2016 was a great year for music and a horrible year for accessing music. The long-sought “celestial jukebox” was pillaged as various streaming services hoarded the biggest albums all for themselves, ensuring that no single platform could muster a complete music library. Artists like Rihanna and Chance the Rapper collected fat checks from tech companies while their shut-out fans tried to remember how BitTorrent works.

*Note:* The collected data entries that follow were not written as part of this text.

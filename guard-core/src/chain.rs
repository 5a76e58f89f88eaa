//! Single-hash tamper-evident value chain
//!
//! `DataChain` trades cost for conceptual simplicity: instead of block-level
//! sealing it keeps one aggregate hash over the entire sequence and
//! recomputes it fully on every mutation. That makes every guarded call
//! O(n) — fine for a short history of critical game-state transitions,
//! unsuitable for large collections.

use crate::hash::{compare_hashes, digest_sequence, HashAlgorithm};
use crate::monitor::{Breach, IntegrityObserver, StructureKind};
use crate::types::Content;
use std::collections::VecDeque;
use std::sync::Arc;

/// Ordered sequence of raw values with a full-sequence aggregate hash
pub struct DataChain<T: Content> {
    chain: VecDeque<T>,
    aggregate_hash: Vec<u8>,
    algorithm: HashAlgorithm,
    has_integrity: bool,
    label: String,
    observer: Option<Arc<dyn IntegrityObserver>>,
}

impl<T: Content> DataChain<T> {
    /// Create an empty healthy chain
    pub fn new() -> Self {
        Self::with_algorithm(HashAlgorithm::default())
    }

    /// Create an empty chain hashed with the given algorithm
    pub fn with_algorithm(algorithm: HashAlgorithm) -> Self {
        let mut chain = Self {
            chain: VecDeque::new(),
            aggregate_hash: Vec::new(),
            algorithm,
            has_integrity: true,
            label: "data_chain".to_string(),
            observer: None,
        };
        chain.aggregate_hash = chain.compute_aggregate();
        chain
    }

    /// Attach an instance label used in breach notifications
    pub fn with_label(mut self, label: impl Into<String>) -> Self {
        self.label = label.into();
        self
    }

    /// Inject the integrity observer notified on compromise
    pub fn with_observer(mut self, observer: Arc<dyn IntegrityObserver>) -> Self {
        self.observer = Some(observer);
        self
    }

    /// Guarded append
    ///
    /// Verifies the aggregate hash, stores the value, rehashes. `false` and
    /// no mutation on a compromised chain or on the call that detects the
    /// compromise.
    pub fn append(&mut self, value: T) -> bool {
        if !self.verify("append") {
            return false;
        }

        self.chain.push_back(value);
        self.aggregate_hash = self.compute_aggregate();
        true
    }

    /// Guarded removal of the most recent value
    pub fn remove_last(&mut self) -> bool {
        if !self.verify("remove_last") {
            return false;
        }

        if self.chain.pop_back().is_none() {
            return false;
        }
        self.aggregate_hash = self.compute_aggregate();
        true
    }

    /// Guarded append with the O(n) recompute offloaded
    ///
    /// The verification runs on a blocking worker over a snapshot; a failed
    /// join behaves as if the append was never attempted.
    pub async fn append_async(&mut self, value: T) -> bool {
        if !self.verify_offloaded().await {
            return false;
        }

        self.chain.push_back(value);
        self.aggregate_hash = self.compute_aggregate();
        true
    }

    /// Guarded removal with the O(n) recompute offloaded
    pub async fn remove_last_async(&mut self) -> bool {
        if !self.verify_offloaded().await {
            return false;
        }

        if self.chain.pop_back().is_none() {
            return false;
        }
        self.aggregate_hash = self.compute_aggregate();
        true
    }

    /// Explicit verification without mutating the sequence
    pub fn check_integrity(&mut self) -> bool {
        self.verify("check_integrity")
    }

    /// Whether the chain is still healthy (monotonic)
    pub fn has_integrity(&self) -> bool {
        self.has_integrity
    }

    /// Number of stored values
    pub fn len(&self) -> usize {
        self.chain.len()
    }

    /// Whether the chain is empty
    pub fn is_empty(&self) -> bool {
        self.chain.is_empty()
    }

    /// Values in append order
    pub fn iter(&self) -> impl Iterator<Item = &T> {
        self.chain.iter()
    }

    /// Raw access to the backing sequence, bypassing the guarded API
    ///
    /// Exists so test doubles can simulate external tampering.
    #[doc(hidden)]
    pub fn chain_mut_unchecked(&mut self) -> &mut VecDeque<T> {
        &mut self.chain
    }

    /// Full recomputation over the entire sequence, in order
    fn compute_aggregate(&self) -> Vec<u8> {
        digest_sequence(self.algorithm, self.chain.iter())
    }

    fn verify(&mut self, operation: &str) -> bool {
        if !self.has_integrity {
            return false;
        }

        if !compare_hashes(&self.aggregate_hash, &self.compute_aggregate()) {
            self.mark_compromised(format!("aggregate hash mismatch on {}", operation));
            return false;
        }
        true
    }

    async fn verify_offloaded(&mut self) -> bool {
        if !self.has_integrity {
            return false;
        }

        let expected = self.aggregate_hash.clone();
        let snapshot: Vec<T> = self.chain.iter().cloned().collect();
        let algorithm = self.algorithm;

        let matches = tokio::task::spawn_blocking(move || {
            compare_hashes(&expected, &digest_sequence(algorithm, snapshot.iter()))
        })
        .await;

        match matches {
            Ok(true) => true,
            Ok(false) => {
                self.mark_compromised("aggregate hash mismatch on async mutation");
                false
            }
            // Join failure: behave as if the operation was never attempted
            Err(_) => false,
        }
    }

    fn mark_compromised(&mut self, detail: impl Into<String>) {
        self.has_integrity = false;
        let breach = Breach::new(StructureKind::DataChain, &self.label, detail);
        if let Some(observer) = &self.observer {
            observer.on_breach(&breach);
        }
    }
}

impl<T: Content> Default for DataChain<T> {
    fn default() -> Self {
        Self::new()
    }
}

impl<T: Content> std::fmt::Debug for DataChain<T> {
    fn fmt(&self, f: &mut std::fmt::Formatter<'_>) -> std::fmt::Result {
        f.debug_struct("DataChain")
            .field("label", &self.label)
            .field("algorithm", &self.algorithm)
            .field("len", &self.chain.len())
            .field("has_integrity", &self.has_integrity)
            .finish()
    }
}

#[cfg(test)]
mod tests {
    use super::*;

    #[test]
    fn test_append_and_remove_last() {
        let mut chain: DataChain<i32> = DataChain::new();
        assert!(chain.append(1));
        assert!(chain.append(2));
        assert!(chain.remove_last());
        assert_eq!(chain.len(), 1);
        assert!(chain.check_integrity());
    }

    #[test]
    fn test_remove_last_on_empty() {
        let mut chain: DataChain<i32> = DataChain::new();
        assert!(!chain.remove_last());
        // Emptiness is not a breach
        assert!(chain.has_integrity());
    }

    #[test]
    fn test_raw_mutation_caught_on_next_guarded_call() {
        let mut chain: DataChain<i32> = DataChain::new();
        chain.append(10);
        chain.append(20);

        chain.chain_mut_unchecked()[1] = 9_999;

        assert!(!chain.append(30));
        assert!(!chain.has_integrity());
        // Fail-closed from here on
        assert!(!chain.append(40));
        assert!(!chain.remove_last());
        assert!(!chain.check_integrity());
    }

    #[test]
    fn test_check_integrity_does_not_mutate() {
        let mut chain: DataChain<String> = DataChain::new();
        chain.append("spawned".to_string());
        chain.append("boss_defeated".to_string());

        assert!(chain.check_integrity());
        assert_eq!(chain.len(), 2);
        assert_eq!(
            chain.iter().cloned().collect::<Vec<_>>(),
            vec!["spawned".to_string(), "boss_defeated".to_string()]
        );
    }

    #[tokio::test]
    async fn test_async_variants_share_the_sync_contract() {
        let mut chain: DataChain<i32> = DataChain::with_algorithm(HashAlgorithm::Sha512);
        assert!(chain.append_async(1).await);
        assert!(chain.append_async(2).await);
        assert!(chain.remove_last_async().await);
        assert_eq!(chain.len(), 1);

        chain.chain_mut_unchecked()[0] = 5;
        assert!(!chain.append_async(3).await);
        assert!(!chain.has_integrity());
    }
}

There was a hope that a new year would bring a change of heart to the music industry. After Frank Ocean punked Universal Music Group by giving it a carpentry soundtrack while releasing a critically acclaimed follow-up album just a day later independently, the record label vowed it was done with streaming exclusives. Yet news this week of a tie-up between Sprint and Tidal indicates that some music could end up locked behind a phone subscription in addition to a streaming one. And, for reasons unknown, more companies are planning to launch Spotify killers this year, even though Spotify doesn’t make money. So expect music streaming to remain needlessly cumbersome and confusing for the foreseeable future. Here’s the lay of the land:
Tidal
For a while there, when Apple was rumored to be acquiring Tidal last summer, it seemed like the fractured music-streaming market might get some much-needed consolidation. But Tidal isn’t going anywhere. The Jay Z–backed company got a substantial investment this week from Sprint, which is purchasing a one-third stake in Tidal in exchange for “exclusive content that will only be available to current and new Sprint customers.” No one yet knows what that content will be, but us non-Sprint subscribers should be hoping it’s more playlists curated by Jay and fewer mega-albums from hip-hop’s biggest stars (Tidal-Sprint subscribers can also keep the rumored Jay Z response album to Lemonade all for themselves, if it ever materializes).
Spotify
Spotify has avoided playing the exclusives game, and all signs point to that remaining the same this year. “Exclusives are bad for artists, bad for consumers, and bad for the whole industry,” Troy Carter, the Spotify exec in charge of managing artist relationships, said in August. Instead expect the company to double down on more algorithmically generated playlists like Discover Weekly. Sleeping technology is a booming industry, and CEO Daniel Ek has highlighted sleep as something Spotify could soundtrack, so maybe we’ll be getting some bedtime tunes this year.
Apple
With 20 million subscribers, Apple Music has become a formidable opponent to Spotify. This year could be the one when it gains an advantage with exclusives. According to The Wall Street Journal, Apple is planning to invest heavily in original movies and television shows. The programming will be bundled with the $10-per-month Apple Music service. The move makes sense for the company, which needs to boost subscription revenue as its iPhone sales slow, but taking on Hollywood will be more challenging than working with the music industry, where Apple was already a key player. We’ll get our first taste of the company’s content slate with its game show about apps, a “Carpool Karaoke” series, and a scripted series about Dr. Dre.
Pandora
The internet radio platform wants a piece of the on-demand streaming pie as well. Pandora plans to launch a Spotify competitor by the end of March. The service will have all the typical bells and whistles (millions of songs, no ads, offline listening), but Pandora believes its differentiating factor will be the recommendation algorithm it’s been honing for more than a decade with its free product. I’m fine with this existing as long as Pandora doesn’t vacuum up the Roots discography — Questlove has a Pandora show now and seems to be doing some promotion for the company in the lead-up to the new service’s launch.
Amazon
Because there is no sector too far afield for Amazon to attempt to dominate, the company now has its own streaming service, Amazon Music Unlimited. Like Apple, Amazon will be able to use its massive reach to get the new service into a lot of people’s hands fast — it’s only $8 per month for Prime members, and $4 per month for an Echo-only version. And yes, it has exclusives, such as the discography of Garth Brooks. Amazon’s earlier music service had a narrow library that already skewed toward dad rock, so expect any future exclusives to target an older generation than the listeners Spotify and Apple are gunning for.
SoundCloud
Yet another on-demand streaming service arrived in 2016 via SoundCloud Go, which aims to combine the millions of remixes and DJ sets on SoundCloud with traditional record-label catalogs. SoundCloud hasn’t said how many people subscribe to Go, but the company loses money and could run out of cash if it doesn’t get a new funding round in 2017. Spotify reportedly backed away from acquisition talks last year, leaving SoundCloud to fend for itself. Of the major streaming players, it’s definitely in the most precarious position.
Google quietly continues to offer the best deal in music streaming via YouTube Red. For $10 per month, you get YouTube Music (an on-demand music and video streaming service), Google Play Music (a separate on-demand music streaming service), an ad-free YouTube experience, and some exclusive shows and movies from YouTube creators. However, according to The Verge, Red had only 1.5 million paying subscribers as of last summer. Google is unlikely to pull the plug on Red — it has continued to support Google Play Music in relative obscurity for years as Spotify and Apple battle for streaming supremacy. But the service’s small user base shows that price alone isn’t enough to win the streaming wars.